Work instruction: Copy each line of the listing where the word "accumulated" can be found.

____ Provided records

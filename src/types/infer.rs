use crate::ast::{Expression, FunctionCall, IfThenElse, Lambda, LetIn};

use super::env::TypeEnv;
use super::error::TypeError;
use super::subst::Substitution;
use super::ty::Type;
use super::unify::unify;

/// The inference engine.
///
/// Owns the mutable substitution and the fresh-unknown counter for the
/// duration of a call; environments and expression trees are read-only
/// inputs. One engine serves one caller at a time - concurrent inference
/// needs one engine per caller, and they share nothing.
pub struct Infer {
    /// Bindings accumulated by unification. Exposed for diagnostics and
    /// for the test harness, which inspects it between cases.
    pub subst: Substitution,
    next_unknown: usize,
}

impl Infer {
    pub fn new() -> Self {
        Infer {
            subst: Substitution::empty(),
            next_unknown: 0,
        }
    }

    /// Discard all accumulated state.
    ///
    /// The test harness resets the engine between cases so that printed
    /// unknowns are deterministic (`u1`, `u2`, ... per case). Partial
    /// substitution state from a failed inference must never leak into
    /// the next one.
    pub fn reset(&mut self) {
        self.subst.clear();
        self.next_unknown = 0;
    }

    /// Produce a fresh unknown; the first after a reset is `u1`.
    fn fresh_unknown(&mut self) -> Type {
        self.next_unknown += 1;
        Type::Unknown(self.next_unknown)
    }

    /// Infer the principal type of `expr` under `env`.
    ///
    /// The returned type is zonked: the accumulated substitution has been
    /// applied to it, so the only unknowns remaining are the ones the
    /// expression leaves truly unconstrained.
    pub fn infer_expr(&mut self, env: &TypeEnv, expr: &Expression) -> Result<Type, TypeError> {
        let ty = self.infer(env, expr)?;
        Ok(self.subst.apply(&ty))
    }

    fn infer(&mut self, env: &TypeEnv, expr: &Expression) -> Result<Type, TypeError> {
        match expr {
            Expression::Integer(_) => Ok(Type::Int),

            Expression::Boolean(_) => Ok(Type::Bool),

            Expression::String(_) => Ok(Type::String),

            Expression::Ident(ident) => match env.lookup(&ident.value) {
                Some(ty) => Ok(ty.clone()),
                None => Err(TypeError::unknown_variable(
                    ident.value.clone(),
                    ident.position.clone(),
                )),
            },

            Expression::Lambda(lambda) => self.infer_lambda(env, lambda),

            Expression::FunctionCall(call) => self.infer_call(env, call),

            Expression::IfThenElse(cond) => self.infer_if_then_else(env, cond),

            Expression::LetIn(binding) => self.infer_let_in(env, binding),
        }
    }

    fn infer_lambda(&mut self, env: &TypeEnv, lambda: &Lambda) -> Result<Type, TypeError> {
        let param_ty = self.fresh_unknown();
        let env1 = env.extend(lambda.param.value.clone(), param_ty.clone());
        let body_ty = self.infer(&env1, &lambda.body)?;
        Ok(Type::func(param_ty, body_ty))
    }

    fn infer_call(&mut self, env: &TypeEnv, call: &FunctionCall) -> Result<Type, TypeError> {
        let func_ty = self.infer(env, &call.func)?;
        let arg_ty = self.infer(env, &call.arg)?;

        let result_ty = self.fresh_unknown();
        let expected_func_ty = Type::func(arg_ty, result_ty.clone());

        unify(&mut self.subst, &func_ty, &expected_func_ty)
            .map_err(|e| TypeError::from_unify_error(e, call.position.clone()))?;

        Ok(result_ty)
    }

    fn infer_if_then_else(&mut self, env: &TypeEnv, cond: &IfThenElse) -> Result<Type, TypeError> {
        let condition_ty = self.infer(env, &cond.condition)?;
        unify(&mut self.subst, &condition_ty, &Type::Bool)
            .map_err(|e| TypeError::from_unify_error(e, cond.condition.position()))?;

        // Both branches must agree; their common type is the result
        let then_ty = self.infer(env, &cond.then_branch)?;
        let else_ty = self.infer(env, &cond.else_branch)?;
        unify(&mut self.subst, &then_ty, &else_ty)
            .map_err(|e| TypeError::from_unify_error(e, cond.position.clone()))?;

        Ok(then_ty)
    }

    /// `let name = bound in body`, with `name` visible inside `bound`.
    ///
    /// The name is pre-bound to a fresh unknown so recursive uses inside
    /// `bound` constrain it; unifying the unknown with the inferred bound
    /// type then closes the loop. The binding is monomorphic: `body` sees
    /// the solved type itself, not a generalized scheme, so using the
    /// name at two incompatible types is a unification failure.
    fn infer_let_in(&mut self, env: &TypeEnv, binding: &LetIn) -> Result<Type, TypeError> {
        let bound_ty_var = self.fresh_unknown();
        let env1 = env.extend(binding.name.value.clone(), bound_ty_var.clone());

        let bound_ty = self.infer(&env1, &binding.bound)?;
        unify(&mut self.subst, &bound_ty_var, &bound_ty)
            .map_err(|e| TypeError::from_unify_error(e, binding.bound.position()))?;

        self.infer(&env1, &binding.body)
    }
}

impl Default for Infer {
    fn default() -> Self {
        Self::new()
    }
}

#[cfg(test)]
mod tests {
    use super::*;
    use crate::ast::{Boolean, Ident, Integer, StringLiteral};

    // Helpers to build test expressions
    fn int_expr(value: i128) -> Expression {
        Expression::Integer(Integer {
            value,
            position: lachs::Span::default(),
        })
    }

    fn bool_expr(value: bool) -> Expression {
        Expression::Boolean(Boolean {
            value,
            position: lachs::Span::default(),
        })
    }

    fn string_expr(value: &str) -> Expression {
        Expression::String(StringLiteral {
            value: value.to_string(),
            position: lachs::Span::default(),
        })
    }

    fn ident_expr(name: &str) -> Expression {
        Expression::Ident(Ident {
            value: name.to_string(),
            position: lachs::Span::default(),
        })
    }

    fn lambda_expr(param: &str, body: Expression) -> Expression {
        Expression::Lambda(Lambda {
            param: Ident {
                value: param.to_string(),
                position: lachs::Span::default(),
            },
            body: Box::new(body),
            position: lachs::Span::default(),
        })
    }

    fn call_expr(func: Expression, arg: Expression) -> Expression {
        Expression::FunctionCall(FunctionCall {
            func: Box::new(func),
            arg: Box::new(arg),
            position: lachs::Span::default(),
        })
    }

    fn if_expr(condition: Expression, then_branch: Expression, else_branch: Expression) -> Expression {
        Expression::IfThenElse(IfThenElse {
            condition: Box::new(condition),
            then_branch: Box::new(then_branch),
            else_branch: Box::new(else_branch),
            position: lachs::Span::default(),
        })
    }

    fn let_expr(name: &str, bound: Expression, body: Expression) -> Expression {
        Expression::LetIn(LetIn {
            name: Ident {
                value: name.to_string(),
                position: lachs::Span::default(),
            },
            bound: Box::new(bound),
            body: Box::new(body),
            position: lachs::Span::default(),
        })
    }

    #[test]
    fn test_infer_literals() {
        let mut infer = Infer::new();
        let env = TypeEnv::empty();
        assert_eq!(infer.infer_expr(&env, &int_expr(42)), Ok(Type::Int));
        assert_eq!(infer.infer_expr(&env, &bool_expr(true)), Ok(Type::Bool));
        assert_eq!(
            infer.infer_expr(&env, &string_expr("hello")),
            Ok(Type::String)
        );
    }

    #[test]
    fn test_infer_unknown_variable() {
        let mut infer = Infer::new();
        let env = TypeEnv::empty();
        let result = infer.infer_expr(&env, &ident_expr("x"));
        match result {
            Err(TypeError::UnknownVariable { name, .. }) => assert_eq!(name, "x"),
            other => panic!("expected UnknownVariable error, got: {:?}", other),
        }
    }

    #[test]
    fn test_infer_bound_variable() {
        let mut infer = Infer::new();
        let env = TypeEnv::with_bindings(vec![("x".to_string(), Type::Int)]);
        assert_eq!(infer.infer_expr(&env, &ident_expr("x")), Ok(Type::Int));
    }

    #[test]
    fn test_infer_identity_lambda_shares_unknown() {
        let mut infer = Infer::new();
        let env = TypeEnv::empty();
        let expr = lambda_expr("x", ident_expr("x"));
        let ty = infer.infer_expr(&env, &expr).unwrap();

        match ty {
            Type::Func(arg, result) => assert_eq!(*arg, *result),
            other => panic!("expected function type, got: {:?}", other),
        }
    }

    #[test]
    fn test_infer_fresh_unknowns_start_at_one() {
        let mut infer = Infer::new();
        let env = TypeEnv::empty();
        let expr = lambda_expr("x", ident_expr("x"));
        let ty = infer.infer_expr(&env, &expr).unwrap();
        assert_eq!(ty, Type::func(Type::Unknown(1), Type::Unknown(1)));
    }

    #[test]
    fn test_infer_application() {
        let mut infer = Infer::new();
        let env = TypeEnv::empty();
        let expr = call_expr(lambda_expr("x", ident_expr("x")), int_expr(42));
        assert_eq!(infer.infer_expr(&env, &expr), Ok(Type::Int));
    }

    #[test]
    fn test_infer_if_then_else() {
        let mut infer = Infer::new();
        let env = TypeEnv::empty();
        let expr = if_expr(bool_expr(true), int_expr(0), int_expr(1));
        assert_eq!(infer.infer_expr(&env, &expr), Ok(Type::Int));
    }

    #[test]
    fn test_infer_if_condition_must_be_bool() {
        let mut infer = Infer::new();
        let env = TypeEnv::empty();
        let expr = if_expr(int_expr(1), int_expr(0), int_expr(1));
        let err = infer.infer_expr(&env, &expr).unwrap_err();
        assert_eq!(err.to_string(), "Can't match Int with Bool");
    }

    #[test]
    fn test_infer_if_branches_must_agree() {
        let mut infer = Infer::new();
        let env = TypeEnv::empty();
        let expr = if_expr(bool_expr(true), int_expr(0), string_expr("no"));
        let err = infer.infer_expr(&env, &expr).unwrap_err();
        assert_eq!(err.to_string(), "Can't match Int with String");
    }

    #[test]
    fn test_infer_let_binds_body() {
        let mut infer = Infer::new();
        let env = TypeEnv::empty();
        let expr = let_expr("x", int_expr(42), ident_expr("x"));
        assert_eq!(infer.infer_expr(&env, &expr), Ok(Type::Int));
    }

    #[test]
    fn test_infer_let_is_monomorphic() {
        // let f = \x -> x in (\ignored -> f true) (f 5)
        // f is solved to Int -> Int by the first use, so the second fails.
        let mut infer = Infer::new();
        let env = TypeEnv::empty();
        let expr = let_expr(
            "f",
            lambda_expr("x", ident_expr("x")),
            call_expr(
                lambda_expr("ignored", call_expr(ident_expr("f"), bool_expr(true))),
                call_expr(ident_expr("f"), int_expr(5)),
            ),
        );
        assert!(infer.infer_expr(&env, &expr).is_err());
    }

    #[test]
    fn test_infer_let_name_scoped_to_bound_and_body() {
        // let x = (let y = 42 in y) in y - the inner y escapes its scope
        let mut infer = Infer::new();
        let env = TypeEnv::empty();
        let expr = let_expr(
            "x",
            let_expr("y", int_expr(42), ident_expr("y")),
            ident_expr("y"),
        );
        let err = infer.infer_expr(&env, &expr).unwrap_err();
        assert_eq!(err.to_string(), "Unknown variable y");
    }

    #[test]
    fn test_infer_let_shadowing() {
        // let x = 1 in let x = true in x
        let mut infer = Infer::new();
        let env = TypeEnv::empty();
        let expr = let_expr(
            "x",
            int_expr(1),
            let_expr("x", bool_expr(true), ident_expr("x")),
        );
        assert_eq!(infer.infer_expr(&env, &expr), Ok(Type::Bool));
    }

    #[test]
    fn test_infer_let_outer_binding_restored_after_inner_scope() {
        // let x = 1 in (\ignored -> x) (let x = true in x)
        // The inner let rebinds x for its own body only.
        let mut infer = Infer::new();
        let env = TypeEnv::empty();
        let expr = let_expr(
            "x",
            int_expr(1),
            call_expr(
                lambda_expr("ignored", ident_expr("x")),
                let_expr("x", bool_expr(true), ident_expr("x")),
            ),
        );
        assert_eq!(infer.infer_expr(&env, &expr), Ok(Type::Int));
    }

    #[test]
    fn test_infer_recursive_let() {
        // let loop = \x -> loop x in loop
        let mut infer = Infer::new();
        let env = TypeEnv::empty();
        let expr = let_expr(
            "loop",
            lambda_expr("x", call_expr(ident_expr("loop"), ident_expr("x"))),
            ident_expr("loop"),
        );
        let ty = infer.infer_expr(&env, &expr).unwrap();
        assert!(matches!(ty, Type::Func(_, _)));
    }

    #[test]
    fn test_infer_zonks_result() {
        // (\f -> f 1) (\x -> x) : the raw result is an unknown that the
        // substitution has already solved to Int
        let mut infer = Infer::new();
        let env = TypeEnv::empty();
        let expr = call_expr(
            lambda_expr("f", call_expr(ident_expr("f"), int_expr(1))),
            lambda_expr("x", ident_expr("x")),
        );
        assert_eq!(infer.infer_expr(&env, &expr), Ok(Type::Int));
    }

    #[test]
    fn test_reset_restarts_fresh_supply() {
        let mut infer = Infer::new();
        let env = TypeEnv::empty();
        let expr = lambda_expr("x", ident_expr("x"));

        let first = infer.infer_expr(&env, &expr).unwrap();
        infer.reset();
        let second = infer.infer_expr(&env, &expr).unwrap();

        assert_eq!(first, second);
        assert!(infer.subst.is_empty());
    }

    #[test]
    fn test_engine_state_discarded_after_failure() {
        let mut infer = Infer::new();
        let env = TypeEnv::empty();

        let bad = if_expr(int_expr(1), int_expr(0), int_expr(1));
        assert!(infer.infer_expr(&env, &bad).is_err());

        infer.reset();
        let good = lambda_expr("x", ident_expr("x"));
        assert_eq!(
            infer.infer_expr(&env, &good),
            Ok(Type::func(Type::Unknown(1), Type::Unknown(1)))
        );
    }
}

________

Task solution:
    /// Bindings accumulated by unification. Exposed for diagnostics and
    /// Discard all accumulated state.
    /// The returned type is zonked: the accumulated substitution has been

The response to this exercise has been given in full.